2. Description of Related Art

As display devices have become thinner and lighter, the usage of display devices has steadily diversified and expanded.

As the area occupied by a display area in display devices has been expanded, various functions combined with or linked to display devices have been added. As a way to add various functions to a display device while expanding a display area, there is ongoing research on display devices that have an area in which various functions other than displaying an image are added inside the display area.

SUMMARY

Aspects of one or more embodiments of the present disclosure are directed towards a high-display quality display device including a transmission area capable of transmitting light as an area for adding various suitable functions into a display area, and an electronic apparatus. However, the scope of the present disclosure is not limited thereto.

Additional aspects of the present disclosure will be set forth in part in the description that follows and, in part, will be apparent from the description, or may be learned by practice of the embodiments of the present disclosure described herein.

According to an embodiment, a display device includes a substrate having a transmission area, a display area surrounding the transmission area, and an intermediate area between the transmission area and the display area, an organic insulating layer located on the substrate and including a first portion and a second portion, wherein the first portion has a first hole corresponding to the transmission area, and wherein the second portion surrounds the first portion and has an upper surface forming a step with an upper surface of the first portion, display elements located on the organic insulating layer in the display area, a partition wall located on the organic insulating layer in the intermediate area, and a filling material layer overlapping the transmission area, wherein a distance from an upper surface of the substrate to the upper surface of the first portion is less than a distance from the upper surface of the substrate to the upper surface of the second portion.

The first portion and the second portion may be a single body.

The partition wall may overlap the second portion.

A first distance from a virtual center line perpendicular to the upper surface of the substrate and passing through a center of the transmission area to a stepped point of the first portion and the second portion may be less than or equal to a second distance from the virtual center line to the partition wall.

A stepped point of the first portion and the second portion may be located between the partition wall and a center of the transmission area.

The display device may further include a pixel-defining layer located between the organic insulating layer and the partition wall. The pixel-defining layer having a step difference and continuously covering the first portion and the second portion.

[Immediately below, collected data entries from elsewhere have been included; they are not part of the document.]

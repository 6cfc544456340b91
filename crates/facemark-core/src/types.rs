use serde::{Deserialize, Serialize};

/// Face embedding vector (e.g. 512-dimensional for FaceNet/ArcFace).
#[derive(Debug, Clone, PartialEq, Serialize, Deserialize)]
pub struct Embedding {
    pub values: Vec<f32>,
    /// Model that produced this embedding (e.g., "facenet"), if known.
    #[serde(default, skip_serializing_if = "Option::is_none")]
    pub model_version: Option<String>,
}

impl Embedding {
    pub fn new(values: Vec<f32>) -> Self {
        Self {
            values,
            model_version: None,
        }
    }

    pub fn dim(&self) -> usize {
        self.values.len()
    }

    /// L2 norm of the vector.
    pub fn norm(&self) -> f32 {
        self.values.iter().map(|v| v * v).sum::<f32>().sqrt()
    }

    /// Compute cosine similarity between two embeddings.
    ///
    /// Returns a value in [-1, 1]. Higher = more similar. Returns 0.0 when
    /// either vector has zero norm or the dimensions differ.
    pub fn similarity(&self, other: &Embedding) -> f32 {
        if self.values.len() != other.values.len() {
            return 0.0;
        }

        let mut dot = 0.0f32;
        let mut norm_a = 0.0f32;
        let mut norm_b = 0.0f32;

        for (a, b) in self.values.iter().zip(other.values.iter()) {
            dot += a * b;
            norm_a += a * a;
            norm_b += b * b;
        }

        let denom = norm_a.sqrt() * norm_b.sqrt();
        if denom > 0.0 { dot / denom } else { 0.0 }
    }

    /// Return a unit-length copy. Zero vectors are returned unchanged.
    pub fn normalized(&self) -> Embedding {
        let norm = self.norm();
        let values = if norm > 0.0 {
            self.values.iter().map(|x| x / norm).collect()
        } else {
            self.values.clone()
        };
        Embedding {
            values,
            model_version: self.model_version.clone(),
        }
    }

    pub fn is_finite(&self) -> bool {
        self.values.iter().all(|v| v.is_finite())
    }
}

impl From<Vec<f32>> for Embedding {
    fn from(values: Vec<f32>) -> Self {
        Embedding::new(values)
    }
}

#[cfg(test)]
mod tests {
    use super::*;

    #[test]
    fn test_cosine_similarity_identical() {
        let a = Embedding::new(vec![0.3, -1.2, 4.0]);
        assert!((a.similarity(&a) - 1.0).abs() < 1e-6);
    }

    #[test]
    fn test_cosine_similarity_orthogonal() {
        let a = Embedding::new(vec![1.0, 0.0]);
        let b = Embedding::new(vec![0.0, 1.0]);
        assert!(a.similarity(&b).abs() < 1e-6);
    }

    #[test]
    fn test_cosine_similarity_opposite() {
        let a = Embedding::new(vec![1.0, 0.0]);
        let b = Embedding::new(vec![-1.0, 0.0]);
        assert!((a.similarity(&b) + 1.0).abs() < 1e-6);
    }

    #[test]
    fn test_cosine_similarity_symmetric() {
        let a = Embedding::new(vec![0.2, 0.9, -0.4, 1.5]);
        let b = Embedding::new(vec![1.1, -0.3, 0.7, 0.05]);
        assert_eq!(a.similarity(&b), b.similarity(&a));
    }

    #[test]
    fn test_cosine_similarity_zero_vector() {
        let a = Embedding::new(vec![0.0, 0.0]);
        let b = Embedding::new(vec![1.0, 0.0]);
        assert_eq!(a.similarity(&b), 0.0);
        assert_eq!(b.similarity(&a), 0.0);
    }

    #[test]
    fn test_cosine_similarity_dimension_mismatch() {
        let a = Embedding::new(vec![1.0, 0.0, 0.0]);
        let b = Embedding::new(vec![1.0, 0.0]);
        assert_eq!(a.similarity(&b), 0.0);
    }

    #[test]
    fn test_normalized_unit_length() {
        let e = Embedding::new(vec![3.0, 4.0]).normalized();
        assert!((e.norm() - 1.0).abs() < 1e-6);
        assert!((e.values[0] - 0.6).abs() < 1e-6);

        let zero = Embedding::new(vec![0.0, 0.0]).normalized();
        assert_eq!(zero.values, vec![0.0, 0.0]);
    }

    #[test]
    fn test_model_version_omitted_when_absent() {
        let json = serde_json::to_string(&Embedding::new(vec![1.0])).unwrap();
        assert_eq!(json, r#"{"values":[1.0]}"#);
    }
}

The second portion of the organic insulating layer may have a closed-loop shape surrounding the transmission area in a plan view.

The second portion of the organic insulating layer may include protrusions arranged along a periphery of the transmission area in a plan view.

The protrusions may be spaced from each other at regular intervals.

The partition wall may have a closed-loop shape surrounding the transmission area in a plan view.

The display device may further include an encapsulation substrate facing the substrate, and the filling material layer may be located between the substrate and the encapsulation substrate.

An edge of the filling material layer may be located near the partition wall.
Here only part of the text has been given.